(Instructions to follow):
Within the data that follows, set down exactly the lines from the one containing "pub fn dynamic_categories()" through the one containing "let negation = CategoryKind::Negation.category();", both ends included.

(Source data):
Content starts

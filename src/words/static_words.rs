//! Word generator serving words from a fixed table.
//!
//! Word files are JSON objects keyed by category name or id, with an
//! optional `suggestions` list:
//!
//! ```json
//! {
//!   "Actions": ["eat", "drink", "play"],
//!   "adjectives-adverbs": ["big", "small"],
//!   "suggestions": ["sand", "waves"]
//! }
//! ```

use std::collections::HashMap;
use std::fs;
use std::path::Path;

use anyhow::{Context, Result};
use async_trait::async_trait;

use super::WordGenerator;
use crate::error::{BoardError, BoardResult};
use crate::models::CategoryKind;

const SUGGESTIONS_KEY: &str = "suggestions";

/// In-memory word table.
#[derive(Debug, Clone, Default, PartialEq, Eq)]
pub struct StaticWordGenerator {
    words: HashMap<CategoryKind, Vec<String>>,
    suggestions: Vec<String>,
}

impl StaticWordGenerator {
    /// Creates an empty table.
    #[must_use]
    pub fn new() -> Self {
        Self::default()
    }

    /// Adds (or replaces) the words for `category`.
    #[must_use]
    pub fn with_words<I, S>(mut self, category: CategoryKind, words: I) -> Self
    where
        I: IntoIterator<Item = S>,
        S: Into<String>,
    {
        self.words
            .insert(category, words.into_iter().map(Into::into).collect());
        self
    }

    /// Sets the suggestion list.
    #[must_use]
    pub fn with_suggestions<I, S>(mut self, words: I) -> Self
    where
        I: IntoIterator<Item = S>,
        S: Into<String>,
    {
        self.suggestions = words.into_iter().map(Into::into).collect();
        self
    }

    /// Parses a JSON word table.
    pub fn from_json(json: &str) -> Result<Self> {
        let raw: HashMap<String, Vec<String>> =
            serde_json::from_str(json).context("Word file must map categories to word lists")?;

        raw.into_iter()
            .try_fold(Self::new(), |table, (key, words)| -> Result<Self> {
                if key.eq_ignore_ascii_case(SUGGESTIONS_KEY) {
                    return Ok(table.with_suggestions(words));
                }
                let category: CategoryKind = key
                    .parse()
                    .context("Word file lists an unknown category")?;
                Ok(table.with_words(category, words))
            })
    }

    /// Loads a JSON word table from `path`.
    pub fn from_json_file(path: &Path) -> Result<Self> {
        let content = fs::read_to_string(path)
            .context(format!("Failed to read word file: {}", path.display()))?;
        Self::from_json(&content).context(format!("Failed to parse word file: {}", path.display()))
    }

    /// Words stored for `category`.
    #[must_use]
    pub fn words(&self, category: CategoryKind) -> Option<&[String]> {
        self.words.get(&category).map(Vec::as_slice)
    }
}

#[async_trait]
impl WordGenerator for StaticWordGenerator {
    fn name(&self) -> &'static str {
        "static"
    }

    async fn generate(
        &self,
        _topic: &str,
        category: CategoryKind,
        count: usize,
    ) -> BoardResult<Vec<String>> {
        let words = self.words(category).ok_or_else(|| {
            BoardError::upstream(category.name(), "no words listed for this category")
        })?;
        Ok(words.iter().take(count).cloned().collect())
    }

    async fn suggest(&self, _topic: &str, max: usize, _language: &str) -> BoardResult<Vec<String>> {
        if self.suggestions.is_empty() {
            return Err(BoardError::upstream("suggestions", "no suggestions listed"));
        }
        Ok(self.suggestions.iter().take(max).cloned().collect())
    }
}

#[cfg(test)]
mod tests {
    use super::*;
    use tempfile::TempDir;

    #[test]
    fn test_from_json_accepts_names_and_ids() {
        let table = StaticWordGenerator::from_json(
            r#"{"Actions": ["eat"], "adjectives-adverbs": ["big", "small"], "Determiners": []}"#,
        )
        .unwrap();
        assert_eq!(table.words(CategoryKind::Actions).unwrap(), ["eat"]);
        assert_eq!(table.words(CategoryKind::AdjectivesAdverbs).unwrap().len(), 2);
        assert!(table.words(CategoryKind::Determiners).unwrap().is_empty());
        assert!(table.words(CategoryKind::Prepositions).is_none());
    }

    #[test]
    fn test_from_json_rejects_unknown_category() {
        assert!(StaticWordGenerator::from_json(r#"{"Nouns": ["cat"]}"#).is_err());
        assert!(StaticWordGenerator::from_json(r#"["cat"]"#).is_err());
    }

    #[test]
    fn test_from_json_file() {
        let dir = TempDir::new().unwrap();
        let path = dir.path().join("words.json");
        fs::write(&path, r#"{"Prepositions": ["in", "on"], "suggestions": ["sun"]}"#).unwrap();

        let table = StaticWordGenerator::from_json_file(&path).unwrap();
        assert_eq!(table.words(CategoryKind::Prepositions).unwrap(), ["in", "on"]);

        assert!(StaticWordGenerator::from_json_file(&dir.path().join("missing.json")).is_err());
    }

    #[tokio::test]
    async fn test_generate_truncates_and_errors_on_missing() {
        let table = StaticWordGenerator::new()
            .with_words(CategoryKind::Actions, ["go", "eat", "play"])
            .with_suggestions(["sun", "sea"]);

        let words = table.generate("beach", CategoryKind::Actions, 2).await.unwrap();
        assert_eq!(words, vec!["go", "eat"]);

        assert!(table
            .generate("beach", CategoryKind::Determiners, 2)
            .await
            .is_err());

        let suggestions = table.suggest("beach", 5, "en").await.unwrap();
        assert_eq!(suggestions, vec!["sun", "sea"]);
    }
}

Content ends
Content starts

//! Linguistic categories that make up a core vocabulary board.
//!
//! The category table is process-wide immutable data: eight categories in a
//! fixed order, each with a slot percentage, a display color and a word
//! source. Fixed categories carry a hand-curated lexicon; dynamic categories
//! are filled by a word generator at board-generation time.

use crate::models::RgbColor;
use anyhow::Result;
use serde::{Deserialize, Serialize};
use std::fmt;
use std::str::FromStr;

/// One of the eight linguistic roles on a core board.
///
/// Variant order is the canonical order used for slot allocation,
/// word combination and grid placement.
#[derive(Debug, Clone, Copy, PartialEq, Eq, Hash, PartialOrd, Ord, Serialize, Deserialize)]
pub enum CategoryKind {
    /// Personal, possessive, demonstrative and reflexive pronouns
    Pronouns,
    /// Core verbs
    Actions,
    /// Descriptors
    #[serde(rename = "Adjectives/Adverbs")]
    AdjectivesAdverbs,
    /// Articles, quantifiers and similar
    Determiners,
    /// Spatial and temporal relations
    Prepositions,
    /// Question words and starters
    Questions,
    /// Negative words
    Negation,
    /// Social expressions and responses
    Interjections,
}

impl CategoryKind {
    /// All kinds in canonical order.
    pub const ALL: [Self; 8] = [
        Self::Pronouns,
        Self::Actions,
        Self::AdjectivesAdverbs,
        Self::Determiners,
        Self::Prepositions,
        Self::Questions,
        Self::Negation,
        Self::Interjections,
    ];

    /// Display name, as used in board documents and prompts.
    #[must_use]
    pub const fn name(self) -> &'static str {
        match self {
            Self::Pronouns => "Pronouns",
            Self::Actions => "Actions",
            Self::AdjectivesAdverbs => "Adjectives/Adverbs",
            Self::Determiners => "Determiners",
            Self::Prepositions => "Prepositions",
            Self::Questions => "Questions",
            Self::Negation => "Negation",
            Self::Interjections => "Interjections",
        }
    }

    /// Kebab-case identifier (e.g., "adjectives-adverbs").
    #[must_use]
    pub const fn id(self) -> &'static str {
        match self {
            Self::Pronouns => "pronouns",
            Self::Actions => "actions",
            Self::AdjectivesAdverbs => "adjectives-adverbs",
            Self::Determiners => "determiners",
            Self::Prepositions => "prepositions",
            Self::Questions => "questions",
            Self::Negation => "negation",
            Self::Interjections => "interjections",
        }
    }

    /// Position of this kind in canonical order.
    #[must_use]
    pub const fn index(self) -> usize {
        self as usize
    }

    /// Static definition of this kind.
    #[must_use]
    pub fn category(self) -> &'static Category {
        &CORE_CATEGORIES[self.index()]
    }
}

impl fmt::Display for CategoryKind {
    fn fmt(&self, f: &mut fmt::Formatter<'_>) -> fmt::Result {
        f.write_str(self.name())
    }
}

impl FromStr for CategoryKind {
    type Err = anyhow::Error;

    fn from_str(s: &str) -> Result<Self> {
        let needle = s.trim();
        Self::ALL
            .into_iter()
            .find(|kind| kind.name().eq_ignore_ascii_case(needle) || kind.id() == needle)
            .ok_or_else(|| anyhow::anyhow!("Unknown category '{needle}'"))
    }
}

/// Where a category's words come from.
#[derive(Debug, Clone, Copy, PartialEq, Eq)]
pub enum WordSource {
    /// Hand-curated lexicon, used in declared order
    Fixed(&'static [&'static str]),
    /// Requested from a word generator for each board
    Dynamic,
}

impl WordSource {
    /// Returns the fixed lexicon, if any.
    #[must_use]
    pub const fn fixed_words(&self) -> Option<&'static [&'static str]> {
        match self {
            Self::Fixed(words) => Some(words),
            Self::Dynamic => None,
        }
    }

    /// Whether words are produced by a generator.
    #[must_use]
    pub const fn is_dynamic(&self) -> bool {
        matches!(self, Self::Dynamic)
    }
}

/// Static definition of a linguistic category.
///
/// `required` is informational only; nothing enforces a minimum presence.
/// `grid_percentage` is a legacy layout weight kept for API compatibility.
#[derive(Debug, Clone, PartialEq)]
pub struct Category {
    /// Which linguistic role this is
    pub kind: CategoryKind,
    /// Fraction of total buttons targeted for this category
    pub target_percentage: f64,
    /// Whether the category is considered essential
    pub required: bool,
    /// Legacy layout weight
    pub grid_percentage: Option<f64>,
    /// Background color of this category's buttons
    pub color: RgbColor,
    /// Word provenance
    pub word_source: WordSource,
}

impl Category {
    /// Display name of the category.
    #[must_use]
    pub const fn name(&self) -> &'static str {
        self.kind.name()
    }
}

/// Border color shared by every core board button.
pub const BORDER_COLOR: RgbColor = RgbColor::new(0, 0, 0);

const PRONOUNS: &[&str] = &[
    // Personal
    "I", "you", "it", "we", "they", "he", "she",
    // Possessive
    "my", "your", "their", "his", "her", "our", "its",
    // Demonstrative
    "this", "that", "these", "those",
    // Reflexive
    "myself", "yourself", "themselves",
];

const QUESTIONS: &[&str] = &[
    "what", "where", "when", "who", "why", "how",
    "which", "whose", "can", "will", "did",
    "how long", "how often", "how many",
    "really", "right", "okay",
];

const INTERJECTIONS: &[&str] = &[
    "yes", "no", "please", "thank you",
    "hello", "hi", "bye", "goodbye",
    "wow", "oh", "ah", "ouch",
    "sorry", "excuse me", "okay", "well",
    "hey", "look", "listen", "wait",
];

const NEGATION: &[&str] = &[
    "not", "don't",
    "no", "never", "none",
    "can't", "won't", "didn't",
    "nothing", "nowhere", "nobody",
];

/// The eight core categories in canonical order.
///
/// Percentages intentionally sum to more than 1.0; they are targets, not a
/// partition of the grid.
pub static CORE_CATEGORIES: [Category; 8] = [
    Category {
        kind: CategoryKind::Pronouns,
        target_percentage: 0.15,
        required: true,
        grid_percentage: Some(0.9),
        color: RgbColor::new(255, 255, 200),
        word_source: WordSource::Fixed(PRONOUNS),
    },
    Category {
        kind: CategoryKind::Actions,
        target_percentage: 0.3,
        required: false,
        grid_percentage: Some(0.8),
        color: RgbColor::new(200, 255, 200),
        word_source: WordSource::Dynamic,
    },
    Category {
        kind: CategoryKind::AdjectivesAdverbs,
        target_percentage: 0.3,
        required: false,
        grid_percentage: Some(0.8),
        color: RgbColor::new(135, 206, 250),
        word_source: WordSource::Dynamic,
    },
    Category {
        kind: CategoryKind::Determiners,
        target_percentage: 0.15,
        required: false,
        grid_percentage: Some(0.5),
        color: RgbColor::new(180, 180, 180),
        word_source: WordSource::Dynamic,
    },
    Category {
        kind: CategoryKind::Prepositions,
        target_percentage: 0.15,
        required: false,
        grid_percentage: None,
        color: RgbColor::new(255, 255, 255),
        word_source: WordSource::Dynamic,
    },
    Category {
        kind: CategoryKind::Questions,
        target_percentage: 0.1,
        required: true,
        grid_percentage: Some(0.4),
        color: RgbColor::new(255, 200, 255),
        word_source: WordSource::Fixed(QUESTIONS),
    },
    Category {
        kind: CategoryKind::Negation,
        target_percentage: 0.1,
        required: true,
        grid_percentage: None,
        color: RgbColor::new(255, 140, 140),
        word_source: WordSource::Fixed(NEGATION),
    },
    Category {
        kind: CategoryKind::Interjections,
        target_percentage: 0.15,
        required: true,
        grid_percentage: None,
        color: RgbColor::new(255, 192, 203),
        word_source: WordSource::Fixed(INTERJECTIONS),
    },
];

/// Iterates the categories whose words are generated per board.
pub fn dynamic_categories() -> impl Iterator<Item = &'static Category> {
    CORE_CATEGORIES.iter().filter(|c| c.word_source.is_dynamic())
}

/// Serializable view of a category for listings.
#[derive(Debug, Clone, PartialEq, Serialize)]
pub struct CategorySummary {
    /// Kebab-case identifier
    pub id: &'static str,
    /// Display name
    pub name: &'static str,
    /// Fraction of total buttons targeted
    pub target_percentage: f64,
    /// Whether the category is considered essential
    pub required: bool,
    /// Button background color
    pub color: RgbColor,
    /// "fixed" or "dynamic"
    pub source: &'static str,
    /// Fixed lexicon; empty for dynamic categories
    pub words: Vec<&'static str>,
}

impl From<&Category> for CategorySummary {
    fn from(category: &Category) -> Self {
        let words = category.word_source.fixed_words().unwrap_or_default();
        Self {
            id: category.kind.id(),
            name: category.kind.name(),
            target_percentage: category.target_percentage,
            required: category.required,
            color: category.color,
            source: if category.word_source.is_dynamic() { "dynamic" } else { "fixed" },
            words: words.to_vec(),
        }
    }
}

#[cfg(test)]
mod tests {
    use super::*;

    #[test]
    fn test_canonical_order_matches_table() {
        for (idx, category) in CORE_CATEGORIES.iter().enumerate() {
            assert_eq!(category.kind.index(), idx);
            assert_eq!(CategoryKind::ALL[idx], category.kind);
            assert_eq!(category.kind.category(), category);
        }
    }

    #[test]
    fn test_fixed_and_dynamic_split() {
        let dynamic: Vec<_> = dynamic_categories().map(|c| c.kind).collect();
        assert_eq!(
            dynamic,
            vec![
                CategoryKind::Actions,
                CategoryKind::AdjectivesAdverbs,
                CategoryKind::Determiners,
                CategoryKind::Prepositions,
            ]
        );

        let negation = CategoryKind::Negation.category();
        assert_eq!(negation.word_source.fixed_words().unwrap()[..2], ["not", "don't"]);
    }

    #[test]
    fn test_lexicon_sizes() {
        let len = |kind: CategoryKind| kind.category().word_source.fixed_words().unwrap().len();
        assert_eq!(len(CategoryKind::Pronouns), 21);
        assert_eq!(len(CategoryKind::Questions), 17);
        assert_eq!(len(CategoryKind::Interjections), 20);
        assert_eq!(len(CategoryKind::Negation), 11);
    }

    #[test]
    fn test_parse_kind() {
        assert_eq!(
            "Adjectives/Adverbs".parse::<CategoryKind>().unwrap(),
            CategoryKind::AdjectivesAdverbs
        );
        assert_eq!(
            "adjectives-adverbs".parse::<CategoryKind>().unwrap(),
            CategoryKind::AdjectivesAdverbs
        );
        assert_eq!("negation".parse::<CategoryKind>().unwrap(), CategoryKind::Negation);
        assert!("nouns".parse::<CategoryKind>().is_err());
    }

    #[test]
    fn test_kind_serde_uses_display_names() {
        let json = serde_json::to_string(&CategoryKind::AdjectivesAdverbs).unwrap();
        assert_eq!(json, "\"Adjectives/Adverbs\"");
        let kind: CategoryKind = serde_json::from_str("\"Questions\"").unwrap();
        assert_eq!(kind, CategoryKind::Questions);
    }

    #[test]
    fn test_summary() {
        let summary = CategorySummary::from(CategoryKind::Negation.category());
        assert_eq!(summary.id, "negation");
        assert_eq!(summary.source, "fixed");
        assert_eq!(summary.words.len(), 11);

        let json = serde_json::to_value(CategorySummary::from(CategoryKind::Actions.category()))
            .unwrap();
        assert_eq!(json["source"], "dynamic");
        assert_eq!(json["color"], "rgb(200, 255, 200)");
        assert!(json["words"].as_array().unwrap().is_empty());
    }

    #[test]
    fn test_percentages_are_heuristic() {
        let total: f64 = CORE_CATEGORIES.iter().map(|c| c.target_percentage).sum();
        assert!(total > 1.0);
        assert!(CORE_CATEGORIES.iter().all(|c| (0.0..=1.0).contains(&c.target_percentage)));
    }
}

Content ends

(Solution for this task):
pub fn dynamic_categories() -> impl Iterator<Item = &'static Category> {
    CORE_CATEGORIES.iter().filter(|c| c.word_source.is_dynamic())
}

/// Serializable view of a category for listings.
#[derive(Debug, Clone, PartialEq, Serialize)]
pub struct CategorySummary {
    /// Kebab-case identifier
    pub id: &'static str,
    /// Display name
    pub name: &'static str,
    /// Fraction of total buttons targeted
    pub target_percentage: f64,
    /// Whether the category is considered essential
    pub required: bool,
    /// Button background color
    pub color: RgbColor,
    /// "fixed" or "dynamic"
    pub source: &'static str,
    /// Fixed lexicon; empty for dynamic categories
    pub words: Vec<&'static str>,
}

impl From<&Category> for CategorySummary {
    fn from(category: &Category) -> Self {
        let words = category.word_source.fixed_words().unwrap_or_default();
        Self {
            id: category.kind.id(),
            name: category.kind.name(),
            target_percentage: category.target_percentage,
            required: category.required,
            color: category.color,
            source: if category.word_source.is_dynamic() { "dynamic" } else { "fixed" },
            words: words.to_vec(),
        }
    }
}

#[cfg(test)]
mod tests {
    use super::*;

    #[test]
    fn test_canonical_order_matches_table() {
        for (idx, category) in CORE_CATEGORIES.iter().enumerate() {
            assert_eq!(category.kind.index(), idx);
            assert_eq!(CategoryKind::ALL[idx], category.kind);
            assert_eq!(category.kind.category(), category);
        }
    }

    #[test]
    fn test_fixed_and_dynamic_split() {
        let dynamic: Vec<_> = dynamic_categories().map(|c| c.kind).collect();
        assert_eq!(
            dynamic,
            vec![
                CategoryKind::Actions,
                CategoryKind::AdjectivesAdverbs,
                CategoryKind::Determiners,
                CategoryKind::Prepositions,
            ]
        );

        let negation = CategoryKind::Negation.category();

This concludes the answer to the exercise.